Disant avoir appris l'existence de ces plaintes par la presse, la Dr Zacharopoulou se dit encore « choquée et profondément blessée » et assure n'avoir « jamais imposé le moindre examen à aucune de mes patientes sans leur consentement ». « Je n'ai pas connaissance du contenu de ces plaintes, dont je souligne qu'elles ont été déposées dans les jours qui ont suivi ma nomination au gouvernement et qui concernent des consultations qui seraient intervenues il y a plusieurs années », souligne-t-elle encore selon le communiqué. Sollicité par l'AFP, l'AP-HP a répondu n'avoir « jamais eu connaissance de plainte ou de signalement concernant le Dr Chrysoula Zacharopoulou ».

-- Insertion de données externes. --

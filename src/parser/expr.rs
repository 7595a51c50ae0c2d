//! Expression parsing.
//!
//! One method per precedence level, loosest binding first. The ladder,
//! from loosest to tightest: `UNION`, `IF…ELSE`, `OR`, `AND`, `NOT`/`EXISTS`,
//! `=`, `<`/`>`, `LIKE`/`ILIKE`, `IN`, the `!= >= <= ?= ?!=` family,
//! `IS`, `+`/`-`, `*`/`/`/`%`, `??`, unary sign, `^`, `<T>` cast, and
//! finally path steps and indirection.

use crate::ast::expr::{
    BinOpKind, ClassRef, Constant, Expr, FuncArg, FunctionCall, IndirectionEl, NamedTupleElement,
    NonesOrder, Path, PathStep, Ptr, PtrDirection, PtrKind, SortDirection, SortExpr, TypeName,
    UnaryOpKind,
};
use crate::ast::merge_spans;
use crate::lexer::token::TokenKind;
use crate::parser::QlParser;
use crate::parser::base::ParseResult;
use smol_str::SmolStr;
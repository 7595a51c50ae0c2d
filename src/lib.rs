//! Pure-Rust EdgeQL front end: lexer, parser, and schema-aware AST-to-IR
//! compiler with rich diagnostics.
//!
//! # Parse
//!
//! ```
//! use eql_compiler::parse;
//!
//! let result = parse("SELECT 40 + 2");
//! assert!(result.ast.is_some());
//! ```
//!
//! # Compile
//!
//! ```
//! use eql_compiler::schema::{QualName, SchemaBuilder};
//! use eql_compiler::{CompileOptions, compile_to_ir};
//!
//! let mut builder = SchemaBuilder::with_std();
//! builder.add_object_type(QualName::new("default", "User"), &[]);
//! let schema = builder.build();
//!
//! let ir = compile_to_ir("SELECT User", &schema, &CompileOptions::new())
//!     .expect("compilation succeeds");
//! assert!(!ir.ir.sets.is_empty());
//! ```
//!
//! # Normalize for serialization
//!
//! ```
//! use eql_compiler::ast::codegen::statement_to_source;
//! use eql_compiler::{optimize, parse};
//!
//! let stmt = parse("SELECT std::int64").ast.unwrap();
//! assert_eq!(statement_to_source(&optimize(stmt)), "SELECT int64");
//! ```

pub mod ast;
pub mod compiler;
pub mod diag;
pub mod ir;
pub mod lexer;
pub mod optimizer;
pub mod parser;
pub mod schema;

// Span primitives.
pub use ast::{Span, Spanned};

// Diagnostics.
pub use diag::{Diag, DiagLabel, DiagSeverity, LabelRole, SourceFile};

// Lexer.
pub use lexer::keywords::{is_reserved_keyword, is_unreserved_keyword};
pub use lexer::token::{Token, TokenKind};
pub use lexer::{Lexer, LexerResult, tokenize};

// Parser.
pub use parser::{
    BlockResult, FragmentResult, ParseResult, parse, parse_block, parse_fragment,
    parse_with_aliases,
};

// Compiler.
pub use compiler::{
    AnchorTarget, CompileError, CompileErrorKind, CompileOptions, CompileResult,
    compile_ast_fragment_to_ir, compile_ast_to_ir, compile_fragment_to_ir, compile_to_ir,
};
pub use ir::IrStatement;

// AST normalization.
pub use optimizer::{deoptimize, optimize};
#[cfg(test)]
mod tests {
    use super::*;
    use crate::parser;

    fn roundtrip(source: &str) -> String {
        let first = parser::parse(source).ast.expect("source must parse");
        let generated = statement_to_source(&first);
        let second = parser::parse(&generated)
            .ast
            .unwrap_or_else(|| panic!("generated text must re-parse: {generated}"));
        let regenerated = statement_to_source(&second);
        assert_eq!(generated, regenerated, "generation must be idempotent");
        generated
    }

    #[test]
    fn simple_select() {
        assert_eq!(roundtrip("select 40+2"), "SELECT 40 + 2");
    }

    #[test]
    fn paths_and_shapes() {
        roundtrip("SELECT User.name");
        roundtrip("SELECT User { name, friends: { name } }");
        roundtrip("SELECT User { total := count(User.friends) }");
    }

    #[test]
    fn clauses() {
        let text = roundtrip("SELECT User FILTER User.age > 30 ORDER BY User.name ASC LIMIT 5");
        // Explicit ASC is the normalized default and is dropped.
        assert!(!text.contains("ASC"));
        assert!(text.contains("ORDER BY"));
        assert!(text.contains("LIMIT 5"));
    }

    #[test]
    fn operators_keep_structure() {
        roundtrip("SELECT 1 + 2 * 3");
        roundtrip("SELECT NOT EXISTS User.name");
        roundtrip("SELECT 1 UNION 2 UNION 3");
        roundtrip("SELECT a.b ?? 1 IF TRUE ELSE 2");
        assert_eq!(
            roundtrip("SELECT DISTINCT User.name"),
            "SELECT DISTINCT User.name"
        );
    }

    #[test]
    fn collections() {
        roundtrip("SELECT [1, 2, 3]");
        roundtrip("SELECT ('a', 'b')");
        roundtrip("SELECT (x := 1, y := 2)");
        roundtrip("SELECT {1, 2}");
        roundtrip("SELECT ['k' -> 'v']");
    }

    #[test]
    fn mutations() {
        roundtrip("INSERT User { name := 'Alice' }");
        roundtrip("UPDATE User FILTER User.age > 99 SET { name := 'old' }");
        roundtrip("DELETE User FILTER User.name = 'x'");
        roundtrip("FOR x IN {1, 2} UNION x + 1");
    }
}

Ces questions ne sont pas nouvelles. Déjà en 2014, un buzz sur Twitter, sous le hashtag « payetonutérus » dénonçait des dérives vécues par les femmes en consultation. Des gynécologues, notamment les jeunes, tentent de faire changer les pratiques. Mais trop lentement sur le terrain, selon Sonia Bisch, fondatrice du collectif Stop aux violences obstétricales et gynécologiques (StopVOG), qui « voudrait que le gouvernement agisse contre ces violences. Car sans modification de la formation des médecins, sans prise en compte de la parole des patientes, les pratiques médicales ne changent pas ». StopVog recevrait 200 témoignages par mois, selon sa porte-parole.

Du côté du gouvernement, la Première ministre Élisabeth Borne s'en est remise à la justice. « Elle va faire son travail ; Chrysoula Zacharopoulou aura l'occasion de s'expliquer », a-t-elle déclaré. La locataire de Matignon a aussi qualifié « de débat important, celui du consentement quand on fait des examens ».